With these different considerations, what I would say is while this is the official definition of what a heavy period is that we use in research and other quantification, if your period’s intruding on your life, it’s too heavy. And so, I don’t ever use this as a way to tell people to just deal with what they’re going through, that it’s not officially heavy. But this can also really help people understand. Since periods are not part of normal dinner table conversation in our culture, a lot of folks just don’t really have a sense of where they sit on the spectrum and might not realize that the bleeding they’ve been dealing with is actually very heavy. 

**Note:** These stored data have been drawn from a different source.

//! Slack adapter.
//!
//! This crate implements the `stf-core` ChatPlatform over the Slack Web API and
//! delivers shortcut events to the forwarder over Socket Mode or HTTP.

use std::collections::HashSet;

use async_trait::async_trait;
use serde::{de::DeserializeOwned, Deserialize};
use serde_json::{json, Value};

pub mod http_receiver;
pub mod router;
pub mod shortcut;
pub mod signature;
pub mod socket_mode;

use stf_core::{
    domain::{ChannelId, GroupId, Message, MessageRef, Thread, Ts, UserId},
    errors::Error,
    messaging::{port::ChatPlatform, types::ReactionOutcome},
    Result,
};

/// Upper bound on `conversations.replies` pages (200 messages each).
const MAX_REPLY_PAGES: usize = 50;
const REPLIES_PAGE_LIMIT: &str = "200";

#[derive(Debug, Deserialize)]
struct PostMessageResponse {
    ts: Option<String>,
}

#[derive(Debug, Deserialize)]
struct RepliesResponse {
    #[serde(default)]
    messages: Vec<Value>,
    #[serde(default)]
    response_metadata: Option<ResponseMetadata>,
}

#[derive(Debug, Deserialize)]
struct ResponseMetadata {
    next_cursor: Option<String>,
}

#[derive(Debug, Deserialize)]
struct UsergroupUsersResponse {
    #[serde(default)]
    users: Vec<String>,
}

#[derive(Debug, Deserialize)]
struct ConnectionsOpenResponse {
    url: Option<String>,
}

#[derive(Clone)]
pub struct SlackClient {
    http: reqwest::Client,
    api_base: String,
    bot_token: String,
    app_token: Option<String>,
}

impl SlackClient {
    pub fn new(
        api_base: impl Into<String>,
        bot_token: impl Into<String>,
        app_token: Option<String>,
    ) -> Result<Self> {
        let mut headers = reqwest::header::HeaderMap::new();
        headers.insert(
            reqwest::header::USER_AGENT,
            reqwest::header::HeaderValue::from_static("slack-thread-forwarder"),
        );
        let http = reqwest::Client::builder()
            .default_headers(headers)
            .build()
            .map_err(|e| Error::Http(format!("failed to build slack http client: {e}")))?;

        Ok(Self {
            http,
            api_base: api_base.into().trim_end_matches('/').to_string(),
            bot_token: bot_token.into().trim().to_string(),
            app_token: app_token.map(|t| t.trim().to_string()),
        })
    }

    fn url(&self, method: &str) -> String {
        format!("{}/{method}", self.api_base)
    }

    /// Send a Web API request and unwrap Slack's `{ "ok": …, "error": … }` envelope.
    async fn call<T: DeserializeOwned>(
        &self,
        method: &str,
        req: reqwest::RequestBuilder,
    ) -> Result<T> {
        let resp = req
            .send()
            .await
            .map_err(|e| Error::Http(format!("slack {method} request error: {e}")))?;

        let status = resp.status();
        if !status.is_success() {
            let body = resp.text().await.unwrap_or_default();
            return Err(Error::Http(format!(
                "slack {method} failed: {status} {}",
                body.chars().take(200).collect::<String>()
            )));
        }

        let v: Value = resp
            .json()
            .await
            .map_err(|e| Error::Http(format!("slack {method} json error: {e}")))?;
        parse_envelope(method, v)
    }

    /// Call `apps.connections.open` to obtain a Socket Mode WebSocket URL.
    pub async fn open_socket_connection(&self) -> Result<String> {
        let app_token = self
            .app_token
            .as_deref()
            .ok_or_else(|| Error::Config("SLACK_APP_TOKEN is required for socket mode".into()))?;

        let resp: ConnectionsOpenResponse = self
            .call(
                "apps.connections.open",
                self.http
                    .post(self.url("apps.connections.open"))
                    .bearer_auth(app_token),
            )
            .await?;

        resp.url
            .filter(|u| !u.trim().is_empty())
            .ok_or_else(|| Error::Payload("apps.connections.open returned no url".to_string()))
    }

    async fn fetch_replies_page(
        &self,
        channel: &ChannelId,
        root_ts: &Ts,
        cursor: Option<&str>,
    ) -> Result<RepliesResponse> {
        let mut form = vec![
            ("channel", channel.as_str()),
            ("ts", root_ts.as_str()),
            ("limit", REPLIES_PAGE_LIMIT),
        ];
        if let Some(cursor) = cursor {
            form.push(("cursor", cursor));
        }

        self.call(
            "conversations.replies",
            self.http
                .post(self.url("conversations.replies"))
                .bearer_auth(&self.bot_token)
                .form(&form),
        )
        .await
    }
}

fn parse_envelope<T: DeserializeOwned>(method: &str, v: Value) -> Result<T> {
    if v.get("ok").and_then(Value::as_bool) != Some(true) {
        let code = v
            .get("error")
            .and_then(Value::as_str)
            .unwrap_or("unknown_error")
            .to_string();
        return Err(Error::Api {
            method: method.to_string(),
            code,
        });
    }
    Ok(serde_json::from_value(v)?)
}

fn next_cursor(page: &RepliesResponse) -> Option<String> {
    page.response_metadata
        .as_ref()
        .and_then(|m| m.next_cursor.as_deref())
        .map(str::trim)
        .filter(|c| !c.is_empty())
        .map(str::to_string)
}

/// Append a page of raw records, skipping any `ts` already collected (the
/// parent can be repeated across pages).
fn append_page(out: &mut Vec<Message>, seen: &mut HashSet<String>, raw: Vec<Value>) {
    for record in raw {
        let Some(msg) = Message::from_raw(record) else {
            tracing::debug!("skipping thread record without ts");
            continue;
        };
        if seen.insert(msg.ts.0.clone()) {
            out.push(msg);
        }
    }
}

#[async_trait]
impl ChatPlatform for SlackClient {
    async fn fetch_thread(&self, channel: &ChannelId, root_ts: &Ts) -> Result<Thread> {
        let mut messages = Vec::new();
        let mut seen = HashSet::new();
        let mut cursor: Option<String> = None;

        for _ in 0..MAX_REPLY_PAGES {
            let page = self
                .fetch_replies_page(channel, root_ts, cursor.as_deref())
                .await?;
            cursor = next_cursor(&page);
            append_page(&mut messages, &mut seen, page.messages);
            if cursor.is_none() {
                break;
            }
        }
        if cursor.is_some() {
            tracing::warn!(%channel, %root_ts, pages = MAX_REPLY_PAGES, "thread truncated at page limit");
        }

        Ok(Thread::new(messages))
    }

    async fn post_message(
        &self,
        channel: &ChannelId,
        text: &str,
        thread_ts: Option<&Ts>,
    ) -> Result<Ts> {
        let mut payload = json!({
            "channel": channel.as_str(),
            "text": text,
        });
        if let Some(thread_ts) = thread_ts {
            payload["thread_ts"] = Value::String(thread_ts.0.clone());
        }

        let resp: PostMessageResponse = self
            .call(
                "chat.postMessage",
                self.http
                    .post(self.url("chat.postMessage"))
                    .bearer_auth(&self.bot_token)
                    .json(&payload),
            )
            .await?;

        resp.ts
            .map(Ts)
            .ok_or_else(|| Error::Payload("chat.postMessage response missing ts".to_string()))
    }

    async fn list_group_members(&self, group: &GroupId) -> Result<Vec<UserId>> {
        let resp: UsergroupUsersResponse = self
            .call(
                "usergroups.users.list",
                self.http
                    .post(self.url("usergroups.users.list"))
                    .bearer_auth(&self.bot_token)
                    .form(&[("usergroup", group.as_str())]),
            )
            .await
            .map_err(|e| Error::GroupLookup {
                group: group.to_string(),
                reason: e.to_string(),
            })?;

        Ok(resp.users.into_iter().map(UserId).collect())
    }

    async fn add_reaction(&self, msg: &MessageRef, name: &str) -> Result<ReactionOutcome> {
        let payload = json!({
            "channel": msg.channel.as_str(),
            "timestamp": msg.ts.as_str(),
            "name": name,
        });

        let result: Result<Value> = self
            .call(
                "reactions.add",
                self.http
                    .post(self.url("reactions.add"))
                    .bearer_auth(&self.bot_token)
                    .json(&payload),
            )
            .await;

        match result {
            Ok(_) => Ok(ReactionOutcome::Added),
            Err(e) if e.api_code() == Some("already_reacted") => Ok(ReactionOutcome::AlreadyPresent),
            Err(e) => Err(e),
        }
    }
}
//! Slack request signing (`X-Slack-Signature: v0=<hex>`).

use hmac::{Hmac, Mac};
use sha2::Sha256;

use stf_core::{errors::Error, Result};

pub const SIGNATURE_HEADER: &str = "x-slack-signature";
pub const TIMESTAMP_HEADER: &str = "x-slack-request-timestamp";

/// Requests older (or newer) than this are rejected as possible replays.
pub const MAX_SKEW_SECONDS: i64 = 60 * 5;

/// Verify a signed Slack request body against `secret`.
pub fn verify(
    secret: &str,
    timestamp: Option<&str>,
    signature: Option<&str>,
    body: &[u8],
    now_unix: i64,
) -> Result<()> {
    let timestamp = timestamp
        .map(str::trim)
        .filter(|t| !t.is_empty())
        .ok_or_else(|| Error::Signature("missing request timestamp".to_string()))?;
    let signature = signature
        .map(str::trim)
        .filter(|s| !s.is_empty())
        .ok_or_else(|| Error::Signature("missing signature header".to_string()))?;

    let ts = timestamp
        .parse::<i64>()
        .map_err(|_| Error::Signature(format!("invalid request timestamp `{timestamp}`")))?;
    let skew = now_unix.abs_diff(ts);
    if skew > MAX_SKEW_SECONDS.unsigned_abs() {
        return Err(Error::Signature(format!(
            "request timestamp skew {skew}s exceeds {MAX_SKEW_SECONDS}s"
        )));
    }

    let digest_hex = signature
        .strip_prefix("v0=")
        .ok_or_else(|| Error::Signature("signature must use v0=<hex> format".to_string()))?;
    let expected = hex::decode(digest_hex)
        .map_err(|_| Error::Signature("signature digest is not hex".to_string()))?;

    new_mac(secret, timestamp, body)?
        .verify_slice(&expected)
        .map_err(|_| Error::Signature("signature mismatch".to_string()))
}

/// Compute the `v0=<hex>` signature Slack would send for `body`.
pub fn sign(secret: &str, timestamp: &str, body: &[u8]) -> Result<String> {
    let mac = new_mac(secret, timestamp, body)?;
    Ok(format!("v0={}", hex::encode(mac.finalize().into_bytes())))
}

fn new_mac(secret: &str, timestamp: &str, body: &[u8]) -> Result<Hmac<Sha256>> {
    let mut mac = Hmac::<Sha256>::new_from_slice(secret.as_bytes())
        .map_err(|e| Error::Signature(format!("failed to initialize verifier: {e}")))?;
    mac.update(b"v0:");
    mac.update(timestamp.as_bytes());
    mac.update(b":");
    mac.update(body);
    Ok(mac)
}

#[cfg(test)]
mod tests {
    use super::*;

    const SECRET: &str = "8f742231b10e8888abcd99yyyzzz85a5";
    const NOW: i64 = 1_531_420_618;

    #[test]
    fn valid_signature_is_accepted() {
        let body = b"payload=%7B%22type%22%3A%22message_action%22%7D";
        let ts = NOW.to_string();
        let sig = sign(SECRET, &ts, body).unwrap();
        assert!(verify(SECRET, Some(&ts), Some(&sig), body, NOW).is_ok());
    }

    #[test]
    fn tampered_body_is_rejected() {
        let ts = NOW.to_string();
        let sig = sign(SECRET, &ts, b"payload=a").unwrap();
        let err = verify(SECRET, Some(&ts), Some(&sig), b"payload=b", NOW).unwrap_err();
        assert!(matches!(err, Error::Signature(m) if m.contains("mismatch")));
    }

    #[test]
    fn wrong_secret_is_rejected() {
        let ts = NOW.to_string();
        let sig = sign("other", &ts, b"x").unwrap();
        assert!(verify(SECRET, Some(&ts), Some(&sig), b"x", NOW).is_err());
    }

    #[test]
    fn stale_timestamp_is_rejected() {
        let old = (NOW - MAX_SKEW_SECONDS - 1).to_string();
        let sig = sign(SECRET, &old, b"x").unwrap();
        let err = verify(SECRET, Some(&old), Some(&sig), b"x", NOW).unwrap_err();
        assert!(matches!(err, Error::Signature(m) if m.contains("skew")));
    }

    #[test]
    fn missing_or_malformed_headers_are_rejected() {
        let ts = NOW.to_string();
        assert!(verify(SECRET, None, Some("v0=00"), b"x", NOW).is_err());
        assert!(verify(SECRET, Some(&ts), None, b"x", NOW).is_err());
        assert!(verify(SECRET, Some(&ts), Some("sha256=00"), b"x", NOW).is_err());
        assert!(verify(SECRET, Some(&ts), Some("v0=zz"), b"x", NOW).is_err());
        assert!(verify(SECRET, Some("yesterday"), Some("v0=00"), b"x", NOW).is_err());
        let err = verify(SECRET, Some(&i64::MIN.to_string()), Some("v0=00"), b"x", NOW).unwrap_err();
        assert!(matches!(err, Error::Signature(m) if m.contains("skew")));
        assert!(verify(SECRET, Some(&i64::MAX.to_string()), Some("v0=00"), b"x", i64::MIN).is_err());
    }
}
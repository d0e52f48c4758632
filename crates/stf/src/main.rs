use std::sync::Arc;

use stf_core::config::Config;
use stf_slack::SlackClient;

#[tokio::main]
async fn main() -> Result<(), stf_core::Error> {
    stf_core::logging::init("stf")?;

    let cfg = Arc::new(Config::load()?);

    let client = SlackClient::new(
        cfg.slack_api_base.clone(),
        cfg.slack_bot_token.clone(),
        cfg.slack_app_token.clone(),
    )?;

    stf_slack::router::run(cfg, client)
        .await
        .map_err(|e| stf_core::Error::External(format!("slack forwarder failed: {e}")))?;

    Ok(())
}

So, in terms of blood thinner uses, I’m assuming most of the folks joining us have had to be on blood thinners at some point as the premise of why we’re here. I don’t want to go overboard on the medical lingo but just want to orient us to the fact that there are sort of two different “flavors” of being on blood thinners: those who are on what we call a treatment dose or a full dose, and those who are on a prevention dose. Treatment doses are used to treat things like a recent blood clot, the original blood clot itself. Examples of that are pulmonary embolism, or PE, and deep vein thrombosis, or DVT. As I already mentioned in one of the vignettes, abnormal heart rhythms, particularly an abnormal heart rhythm called atrial fibrillation that can make clots form in the heart and then cause strokes as they break off and move around the body, is another indication to be on a treatment dose. And then mechanical heart valves which, since I’m a hematologist, I do not take care of those very often. But those are all reasons to be on a full or treatment dose. 

In contrast, and one of the things that’s really important to keep in mind when we think about some of the strategies we can use moving forward, is other reasons to be on blood thinners at a prevention dose, which is usually substantially lower, depending on which blood thinner, somewhere in the ballpark of half or even less than half the dose. And the idea here is that protection from blood clots, in some of these scenarios, might be accomplished with less than it takes to treat a blood clot that’s there. 

So with that, there are certain scenarios where we think about protection. It might be somebody who’s had a history of prior blood clots and they’ve done their treatment course, but now to prevent something in the future, we’re down to a lower dose. That might be continuously used or might just be used intermittently when there’s a specific extra risk happening for a brief period of time. Additionally, there are times where somebody might have a lot of extra risk factors for blood clots, especially a strong family history, and there are certain scenarios where we might use prevention for that purpose. And then there are other scenarios where we use prevention doses of blood thinners for everyone. 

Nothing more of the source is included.